Here we have an Alertmanager configuration containing a route with a Group wait of 1m, a Group interval of 5m and a Repeat interval of 4h; grouped by the labels [foo]
such that all alerts with the label foo=bar
are grouped together into one aggregation group and all alerts with the label foo=baz are grouped together into another aggregation group.
route: receiver: email group_by: [foo] group_wait: 1m group_interval: 5m repeat_interval: 4h
If an alert is sent to Alertmanager containing the label foo=bar
, and there are no other alerts with the the label foo=bar
, Alertmanager will create a new aggregation group for foo=bar
and add the alert to the aggregation group. It will wait 1 minute to allow for other alerts with the the label foo=bar
to arrive before flushing the aggregation group and sending the first notification.
Group interval
Group interval is similar to Group wait. However, where Group wait is the time between Alertmanager creating a new aggregation group and its first flush, Group interval is the time between successive flushes for existing aggregation groups. To understand this better let's use the same example as we used to explain Group wait.
Alertmanager receives an alert with labels {foo=bar, bar=baz}
and matches it against the route (remember this route is grouped by the labels [foo]
). There are no other alerts with the label foo=bar
so the Alertmanager creates a new aggregation group and starts a timer for Group wait. No other alerts arrive within Group wait so the Alertmanager flushes the group, sends the alerts through the notification pipeline and starts a timer for Group interval.
The Alertmanager then receives another alert with labels {foo=bar, bar=qux}
and matches it against the same route. However, there is an existing aggregation group for foo=bar. Alertmanager adds the alert {foo=bar, bar=qux}
to the existing aggregation group such that the aggregation group now contains both {foo=bar, bar=baz}
and {foo=bar, bar=qux}
. The aggregation group will be flushed once again after Group interval. However, note that that Group interval is reset after each flush, not each time an alert is added or removed from an aggregation group.
Repeat interval
Repeat interval is different from Group wait and Group interval as it is unrelated to the flushing of aggregation groups.
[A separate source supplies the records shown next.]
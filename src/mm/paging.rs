//! Page-table entry / page-directory entry bitfields: transparent wrappers
//! around a 32-bit word with typed accessors.

use bitflags::bitflags;

use crate::config::PAGE_SIZE;

bitflags! {
    /// Bits common to both PDEs and PTEs on 32-bit non-PAE paging.
    #[derive(Debug, Clone, Copy, PartialEq, Eq)]
    pub struct EntryFlags: u32 {
        const PRESENT       = 1 << 0;
        const WRITABLE      = 1 << 1;
        const USER          = 1 << 2;
        const WRITE_THROUGH = 1 << 3;
        const CACHE_DISABLE = 1 << 4;
        const ACCESSED      = 1 << 5;
        const DIRTY         = 1 << 6;
        /// Set on a page-directory entry to make it a 4 MiB page (requires
        /// `CR4.PSE`) instead of pointing at a page-table page. Used only
        /// for the kernel-window identity mapping.
        const PAGE_SIZE_4M  = 1 << 7;
        const GLOBAL        = 1 << 8;
    }
}

const FRAME_ADDR_MASK: u32 = 0xFFFF_F000;

/// A page-directory or page-table entry.
#[derive(Debug, Clone, Copy, PartialEq, Eq)]
#[repr(transparent)]
pub struct Entry(u32);

impl Entry {
    pub const fn unused() -> Self {
        Self(0)
    }

    #[must_use]
    pub fn is_present(self) -> bool {
        self.flags().contains(EntryFlags::PRESENT)
    }

    #[must_use]
    pub fn is_writable(self) -> bool {
        self.flags().contains(EntryFlags::WRITABLE)
    }

    #[must_use]
    pub fn is_user(self) -> bool {
        self.flags().contains(EntryFlags::USER)
    }

    #[must_use]
    pub fn flags(self) -> EntryFlags {
        EntryFlags::from_bits_truncate(self.0)
    }

    /// Physical frame number (the frame's base address divided by `PAGE_SIZE`).
    #[must_use]
    pub fn frame(self) -> Option<u32> {
        self.is_present().then(|| (self.0 & FRAME_ADDR_MASK) / PAGE_SIZE as u32)
    }

    pub fn set(&mut self, frame: u32, flags: EntryFlags) {
        self.0 = (frame * PAGE_SIZE as u32) | flags.bits();
    }

    /// Sets a 4 MiB page-directory entry directly from a physical base
    /// address (already 4 MiB-aligned), rather than a 4 KiB frame number.
    pub fn set_large(&mut self, phys_base: u32, flags: EntryFlags) {
        self.0 = phys_base | (flags | EntryFlags::PAGE_SIZE_4M).bits();
    }

    /// Updates the flag bits while preserving the current frame number,
    /// per C2's `set_range_attrs` contract.
    pub fn set_flags(&mut self, flags: EntryFlags) {
        self.0 = (self.0 & FRAME_ADDR_MASK) | flags.bits();
    }

    pub fn clear(&mut self) {
        self.0 = 0;
    }
}

/// 1024-entry page directory or page table, one physical page each.
#[repr(C, align(4096))]
pub struct Table {
    pub entries: [Entry; 1024],
}

impl Table {
    pub const fn empty() -> Self {
        Self {
            entries: [Entry::unused(); 1024],
        }
    }
}

/// Splits a virtual address into `(directory_index, table_index, page_offset)`.
#[must_use]
pub fn split_virtual_address(addr: u32) -> (usize, usize, usize) {
    let dir = (addr >> 22) & 0x3FF;
    let tab = (addr >> 12) & 0x3FF;
    let off = addr & 0xFFF;
    (dir as usize, tab as usize, off as usize)
}

/// Flushes the single TLB entry for `addr`.
pub fn invalidate_tlb(addr: u32) {
    // SAFETY: `invlpg` only ever affects the local CPU's TLB, and only for
    // the supplied linear address.
    unsafe {
        core::arch::asm!("invlpg [{0}]", in(reg) addr, options(nostack, preserves_flags));
    }
}
//! Architecture-specific plumbing: GDT/TSS, IDT, PIC, and the common ISR
//! stub.

pub mod gdt;
pub mod idt;
pub mod isr;
pub mod pic;

use idt::{Gate, DPL0, DPL3, IDT};

/// Installs every gate this kernel wires: 20 CPU faults minus the
/// deliberately-absent double fault, the timer and keyboard IRQs, and the
/// syscall trap. Loads the IDT and unmasks the PIC lines we use.
///
/// # Safety
/// Must run once during boot, after the GDT/TSS are installed and before
/// interrupts are enabled.
pub unsafe fn init() {
    // SAFETY: called once during boot per function contract; GDT is already
    // loaded so `KERNEL_CODE_SELECTOR` is valid.
    unsafe { gdt::init() };

    {
        let mut idt = IDT.lock();
        macro_rules! fault {
            ($vector:literal, $handler:path) => {
                idt.0[$vector] = Gate::trap_gate($handler as usize as u32, DPL0);
            };
        }
        fault!(0, isr::isr_divide_by_zero);
        fault!(1, isr::isr_debug);
        fault!(2, isr::isr_nmi);
        fault!(3, isr::isr_breakpoint);
        fault!(4, isr::isr_overflow);
        fault!(5, isr::isr_bound_range);
        fault!(6, isr::isr_invalid_opcode);
        fault!(7, isr::isr_device_not_available);
        // 8: double fault — intentionally left without a gate; a second
        // fault before the first is handled triple-faults the machine,
        // which is the loudest possible signal during development.
        fault!(9, isr::isr_coprocessor_segment_overrun);
        fault!(10, isr::isr_invalid_tss);
        fault!(11, isr::isr_segment_not_present);
        fault!(12, isr::isr_stack_segment_fault);
        fault!(13, isr::isr_general_protection);
        fault!(14, isr::isr_page_fault);
        fault!(16, isr::isr_x87_fp);
        fault!(17, isr::isr_alignment_check);
        fault!(18, isr::isr_machine_check);
        fault!(19, isr::isr_simd_fp);

        idt.0[32] = Gate::interrupt_gate(isr::isr_timer as usize as u32, DPL0);
        idt.0[33] = Gate::interrupt_gate(isr::isr_keyboard as usize as u32, DPL0);
        idt.0[0x80] = Gate::interrupt_gate(isr::isr_syscall as usize as u32, DPL3);
    }

    // SAFETY: the gates above are all installed; loading now is safe.
    unsafe { idt::load() };
    // SAFETY: called once during boot, before `sti`.
    unsafe { pic::init() };
}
Instead, Repeat interval is checked once an aggregation group has been flushed.
When Alertmanager flushes an aggregation group after either Group wait (if it is a new aggregation group) or Group interval (if it is an existing aggregation group), the alerts are copied and sent into the notification pipeline. If the alerts in the aggregation group have changed since the last flush then a notification is sent. However, if the alerts have not changed since the last flush then Alertmanager checks the Repeat interval. If the time since the last notification is more than the Repeat interval a notification is sent, otherwise the flush is ignored.
Repeat intervals shorter than the Group interval are ignored, and the earliest a notification can be repeated is at the next Group interval. Similarly, Repeat intervals that are not a multiple of Group interval will occur at the next Group interval after the Repeat interval.
Summary
While Group wait, Group interval and Repeat interval might seem quite straightforward at first, understanding how these timers actually work is more complicated, and requires a deeper understanding of how Alertmanager works. I hope that you now have a much better understanding of Alertmanager's Group wait, Group interval and Repeat interval timers. If you still have unanswered questions about these timers I highly recommend reading the source code and experimenting with different configurations to really observe and understand how they work in practice.